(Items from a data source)
_ _ _

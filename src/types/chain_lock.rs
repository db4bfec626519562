/*
    Copyright © 2024, ParallelChain Lab
    Licensed under the Apache License, Version 2.0: http://www.apache.org/licenses/LICENSE-2.0
*/

//! Chain locks: Layer-1 quorum signatures attesting that a Core block is final.

use borsh::{BorshDeserialize, BorshSerialize};
use serde::{Deserialize, Serialize};

use super::{
    crypto_primitives::{BlsSignature, BLS_SIGNATURE_LENGTH},
    data_types::{CoreHeight, CryptoHash},
};

/// Number of bytes of a serialized chain lock: height (4), block hash (32), signature (96).
pub const CHAIN_LOCK_SIZE: usize = 4 + 32 + BLS_SIGNATURE_LENGTH;

#[derive(Clone, Debug, PartialEq, Eq, BorshDeserialize, BorshSerialize, Serialize, Deserialize)]
#[serde(rename_all = "camelCase")]
pub struct ChainLock {
    pub height: CoreHeight,
    pub block_hash: CryptoHash,
    pub signature: BlsSignature,
}

impl ChainLock {
    pub fn new(height: CoreHeight, block_hash: CryptoHash, signature: BlsSignature) -> Self {
        Self {
            height,
            block_hash,
            signature,
        }
    }

    /// A chain lock fabricated for networks without chain-lock support. Carries an all-zero signature.
    pub fn fallback(height: CoreHeight, block_hash: CryptoHash) -> Self {
        Self::new(height, block_hash, BlsSignature::zero())
    }

    pub fn is_fallback(&self) -> bool {
        self.signature.is_zero()
    }

    /// Parse the chain lock carried at the tail of a `rawchainlocksig` ZMQ message. The message body is
    /// the raw block followed by the serialized chain lock, whose block hash is in Core's internal byte
    /// order.
    pub fn from_raw_message(payload: &[u8]) -> Option<ChainLock> {
        if payload.len() < CHAIN_LOCK_SIZE {
            return None;
        }
        let raw = &payload[payload.len() - CHAIN_LOCK_SIZE..];

        let mut height = [0u8; 4];
        height.copy_from_slice(&raw[0..4]);
        let mut block_hash = [0u8; 32];
        block_hash.copy_from_slice(&raw[4..36]);
        let signature = BlsSignature::new(raw[36..].to_vec())?;

        Some(ChainLock::new(
            CoreHeight::new(u32::from_le_bytes(height)),
            CryptoHash::from_internal_bytes(block_hash),
            signature,
        ))
    }
}
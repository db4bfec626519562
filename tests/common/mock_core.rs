//! [`MockCore`], an in-memory stand-in for Core's JSON-RPC interface.
//!
//! The mock chain has one block per height up to its tip, with deterministic [block hashes](block_hash).
//! The masternode list is configured as a series of snapshots, each valid from a given height on.
//! `protx diff` answers are computed by comparing two snapshots, so that diffs chain the way Core's do.

use std::{
    collections::{BTreeMap, HashMap},
    sync::{Arc, Mutex, MutexGuard},
};

use drive_abci::{
    core_chain::{
        BlockchainInfo, CoreBlock, CoreRpc, CoreRpcError, MnSyncStatus, RPC_INVALID_ADDRESS_OR_KEY,
    },
    types::{
        chain_lock::ChainLock,
        crypto_primitives::sha256,
        data_types::{CoreHeight, CryptoHash},
        masternode::{
            DeletedQuorum, LlmqType, MasternodeEntry, ProRegTxPayload, QuorumEntry,
            SimplifiedMNListDiff,
        },
        validator_set::QuorumInfo,
    },
};

/// The hash of the mock block at `height`.
pub(crate) fn block_hash(height: CoreHeight) -> CryptoHash {
    sha256(&[b"core block", &height.int().to_le_bytes()])
}

/// The masternodes and quorums of the masternode list from some height on.
#[derive(Clone, Debug, Default)]
pub(crate) struct MasternodeListSnapshot {
    pub(crate) masternodes: Vec<MasternodeEntry>,
    pub(crate) quorums: Vec<QuorumEntry>,
}

pub(crate) struct MockCoreState {
    pub(crate) tip: CoreHeight,
    pub(crate) best_chain_lock: Option<ChainLock>,
    pub(crate) lists: BTreeMap<CoreHeight, MasternodeListSnapshot>,
    pub(crate) pro_reg_tx_payloads: HashMap<CryptoHash, ProRegTxPayload>,
    pub(crate) quorum_infos: HashMap<CryptoHash, QuorumInfo>,
    pub(crate) transactions: HashMap<CryptoHash, Vec<u8>>,
    pub(crate) sent_transactions: Vec<Vec<u8>>,
    /// What `verifychainlock` answers.
    pub(crate) chain_locks_valid: bool,
    /// `mnsync status` reports synced from this poll on, counting from 1.
    pub(crate) synced_from_poll: usize,
    pub(crate) fail_sends: bool,
    calls: HashMap<&'static str, usize>,
}

/// An in-memory implementation of [`CoreRpc`]. Clones share the same state, so a test can keep a handle
/// to reconfigure the mock after handing it to Drive.
#[derive(Clone)]
pub(crate) struct MockCore(Arc<Mutex<MockCoreState>>);

impl MockCore {
    /// Create a mock chain with blocks up to `tip` and an empty masternode list.
    pub(crate) fn new(tip: CoreHeight) -> MockCore {
        MockCore(Arc::new(Mutex::new(MockCoreState {
            tip,
            best_chain_lock: None,
            lists: BTreeMap::new(),
            pro_reg_tx_payloads: HashMap::new(),
            quorum_infos: HashMap::new(),
            transactions: HashMap::new(),
            sent_transactions: Vec::new(),
            chain_locks_valid: true,
            synced_from_poll: 1,
            fail_sends: false,
            calls: HashMap::new(),
        })))
    }

    pub(crate) fn state(&self) -> MutexGuard<'_, MockCoreState> {
        self.0.lock().unwrap()
    }

    pub(crate) fn set_tip(&self, tip: CoreHeight) {
        self.state().tip = tip;
    }

    pub(crate) fn set_best_chain_lock(&self, chain_lock: ChainLock) {
        self.state().best_chain_lock = Some(chain_lock);
    }

    /// Make `snapshot` the masternode list from `height` on, until the next snapshot.
    pub(crate) fn set_list(&self, height: CoreHeight, snapshot: MasternodeListSnapshot) {
        self.state().lists.insert(height, snapshot);
    }

    pub(crate) fn set_pro_reg_tx_payload(&self, pro_reg_tx_hash: CryptoHash, payload: ProRegTxPayload) {
        self.state()
            .pro_reg_tx_payloads
            .insert(pro_reg_tx_hash, payload);
    }

    pub(crate) fn set_quorum_info(&self, quorum_info: QuorumInfo) {
        self.state()
            .quorum_infos
            .insert(quorum_info.quorum_hash, quorum_info);
    }

    pub(crate) fn set_transaction(&self, id: CryptoHash, transaction: Vec<u8>) {
        self.state().transactions.insert(id, transaction);
    }

    pub(crate) fn sent_transactions(&self) -> Vec<Vec<u8>> {
        self.state().sent_transactions.clone()
    }

    /// How many times `method` was called, named by its Core RPC name.
    pub(crate) fn call_count(&self, method: &str) -> usize {
        self.state().calls.get(method).copied().unwrap_or(0)
    }

    fn record(&self, method: &'static str) -> MutexGuard<'_, MockCoreState> {
        let mut state = self.state();
        *state.calls.entry(method).or_insert(0) += 1;
        state
    }
}

impl MockCoreState {
    fn snapshot_at(&self, height: CoreHeight) -> MasternodeListSnapshot {
        self.lists
            .range(..=height)
            .next_back()
            .map(|(_, snapshot)| snapshot.clone())
            .unwrap_or_default()
    }

    fn height_of(&self, hash: &CryptoHash) -> Option<CoreHeight> {
        (1..=self.tip.int())
            .map(CoreHeight::new)
            .find(|height| block_hash(*height) == *hash)
    }
}

fn not_found(what: String) -> CoreRpcError {
    CoreRpcError::Rpc {
        code: RPC_INVALID_ADDRESS_OR_KEY,
        message: format!("{} not found", what),
    }
}

impl CoreRpc for MockCore {
    fn get_best_chain_lock(&self) -> Result<ChainLock, CoreRpcError> {
        self.record("getbestchainlock")
            .best_chain_lock
            .clone()
            .ok_or(CoreRpcError::Rpc {
                code: -32603,
                message: "Unable to find any chainlock".to_string(),
            })
    }

    fn get_block(&self, hash: &CryptoHash) -> Result<CoreBlock, CoreRpcError> {
        let state = self.record("getblock");
        match state.height_of(hash) {
            Some(height) => Ok(CoreBlock {
                hash: *hash,
                height,
            }),
            None => Err(not_found(format!("block {}", hash))),
        }
    }

    fn get_block_hash(&self, height: CoreHeight) -> Result<CryptoHash, CoreRpcError> {
        let state = self.record("getblockhash");
        if height > state.tip {
            return Err(CoreRpcError::Rpc {
                code: -8,
                message: "Block height out of range".to_string(),
            });
        }
        Ok(block_hash(height))
    }

    fn get_block_count(&self) -> Result<CoreHeight, CoreRpcError> {
        Ok(self.record("getblockcount").tip)
    }

    fn get_blockchain_info(&self) -> Result<BlockchainInfo, CoreRpcError> {
        let state = self.record("getblockchaininfo");
        Ok(BlockchainInfo {
            chain: "regtest".to_string(),
            blocks: state.tip,
            best_block_hash: block_hash(state.tip),
            initial_block_download: false,
        })
    }

    fn get_raw_transaction(&self, id: &CryptoHash) -> Result<Vec<u8>, CoreRpcError> {
        self.record("getrawtransaction")
            .transactions
            .get(id)
            .cloned()
            .ok_or_else(|| not_found(format!("transaction {}", id)))
    }

    fn get_pro_reg_tx_payload(
        &self,
        pro_reg_tx_hash: &CryptoHash,
    ) -> Result<ProRegTxPayload, CoreRpcError> {
        self.record("getrawtransaction")
            .pro_reg_tx_payloads
            .get(pro_reg_tx_hash)
            .cloned()
            .ok_or_else(|| not_found(format!("transaction {}", pro_reg_tx_hash)))
    }

    fn send_raw_transaction(&self, transaction: &[u8]) -> Result<CryptoHash, CoreRpcError> {
        let mut state = self.record("sendrawtransaction");
        if state.fail_sends {
            return Err(CoreRpcError::Rpc {
                code: -26,
                message: "bad-txns".to_string(),
            });
        }
        state.sent_transactions.push(transaction.to_vec());
        Ok(sha256(&[transaction]))
    }

    /// The changes between the lists at `base` and `block`. A diff based on height 1 or below carries the
    /// whole list at `block`.
    fn protx_diff(
        &self,
        base: CoreHeight,
        block: CoreHeight,
    ) -> Result<SimplifiedMNListDiff, CoreRpcError> {
        let state = self.record("protx diff");
        if block > state.tip {
            return Err(not_found(format!("block at height {}", block)));
        }

        let previous = if base.int() <= 1 {
            MasternodeListSnapshot::default()
        } else {
            state.snapshot_at(base)
        };
        let current = state.snapshot_at(block);

        let deleted_mns = previous
            .masternodes
            .iter()
            .filter(|entry| {
                !current
                    .masternodes
                    .iter()
                    .any(|other| other.pro_reg_tx_hash == entry.pro_reg_tx_hash)
            })
            .map(|entry| entry.pro_reg_tx_hash)
            .collect();
        let mn_list = current
            .masternodes
            .iter()
            .filter(|entry| !previous.masternodes.contains(entry))
            .cloned()
            .collect();
        let deleted_quorums = previous
            .quorums
            .iter()
            .filter(|quorum| !current.quorums.contains(quorum))
            .map(|quorum| DeletedQuorum {
                llmq_type: quorum.llmq_type,
                quorum_hash: quorum.quorum_hash,
            })
            .collect();
        let new_quorums = current
            .quorums
            .iter()
            .filter(|quorum| !previous.quorums.contains(quorum))
            .cloned()
            .collect();

        Ok(SimplifiedMNListDiff {
            base_block_hash: block_hash(base),
            block_hash: block_hash(block),
            deleted_mns,
            mn_list,
            deleted_quorums,
            new_quorums,
        })
    }

    fn quorum_info(
        &self,
        _llmq_type: LlmqType,
        quorum_hash: &CryptoHash,
    ) -> Result<QuorumInfo, CoreRpcError> {
        self.record("quorum info")
            .quorum_infos
            .get(quorum_hash)
            .cloned()
            .ok_or_else(|| not_found(format!("quorum {}", quorum_hash)))
    }

    fn mnsync_status(&self) -> Result<MnSyncStatus, CoreRpcError> {
        let mut state = self.record("mnsync status");
        let polls = *state.calls.entry("mnsync status").or_insert(0);
        let is_synced = polls >= state.synced_from_poll;
        Ok(MnSyncStatus {
            asset_name: if is_synced {
                "MASTERNODE_SYNC_FINISHED".to_string()
            } else {
                "MASTERNODE_SYNC_BLOCKCHAIN".to_string()
            },
            is_blockchain_synced: is_synced,
            is_synced,
        })
    }

    fn verify_chain_lock(&self, _chain_lock: &ChainLock) -> Result<bool, CoreRpcError> {
        Ok(self.record("verifychainlock").chain_locks_valid)
    }
}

_ _ _

* [Problem statement]: An exact, complete copy of the lines above from the one with "it to Drive." through the one with "CoreHeight, snapshot: MasternodeListSnapshot)" is the whole answer.

* [Result of this exercise]:
/// to reconfigure the mock after handing it to Drive.
#[derive(Clone)]
pub(crate) struct MockCore(Arc<Mutex<MockCoreState>>);

impl MockCore {
    /// Create a mock chain with blocks up to `tip` and an empty masternode list.
    pub(crate) fn new(tip: CoreHeight) -> MockCore {
        MockCore(Arc::new(Mutex::new(MockCoreState {
            tip,
            best_chain_lock: None,
            lists: BTreeMap::new(),
            pro_reg_tx_payloads: HashMap::new(),
            quorum_infos: HashMap::new(),
            transactions: HashMap::new(),
            sent_transactions: Vec::new(),
            chain_locks_valid: true,
            synced_from_poll: 1,
            fail_sends: false,
            calls: HashMap::new(),
        })))
    }

    pub(crate) fn state(&self) -> MutexGuard<'_, MockCoreState> {
        self.0.lock().unwrap()
    }

    pub(crate) fn set_tip(&self, tip: CoreHeight) {
        self.state().tip = tip;
    }

    pub(crate) fn set_best_chain_lock(&self, chain_lock: ChainLock) {
        self.state().best_chain_lock = Some(chain_lock);
    }

    /// Make `snapshot` the masternode list from `height` on, until the next snapshot.
    pub(crate) fn set_list(&self, height: CoreHeight, snapshot: MasternodeListSnapshot) {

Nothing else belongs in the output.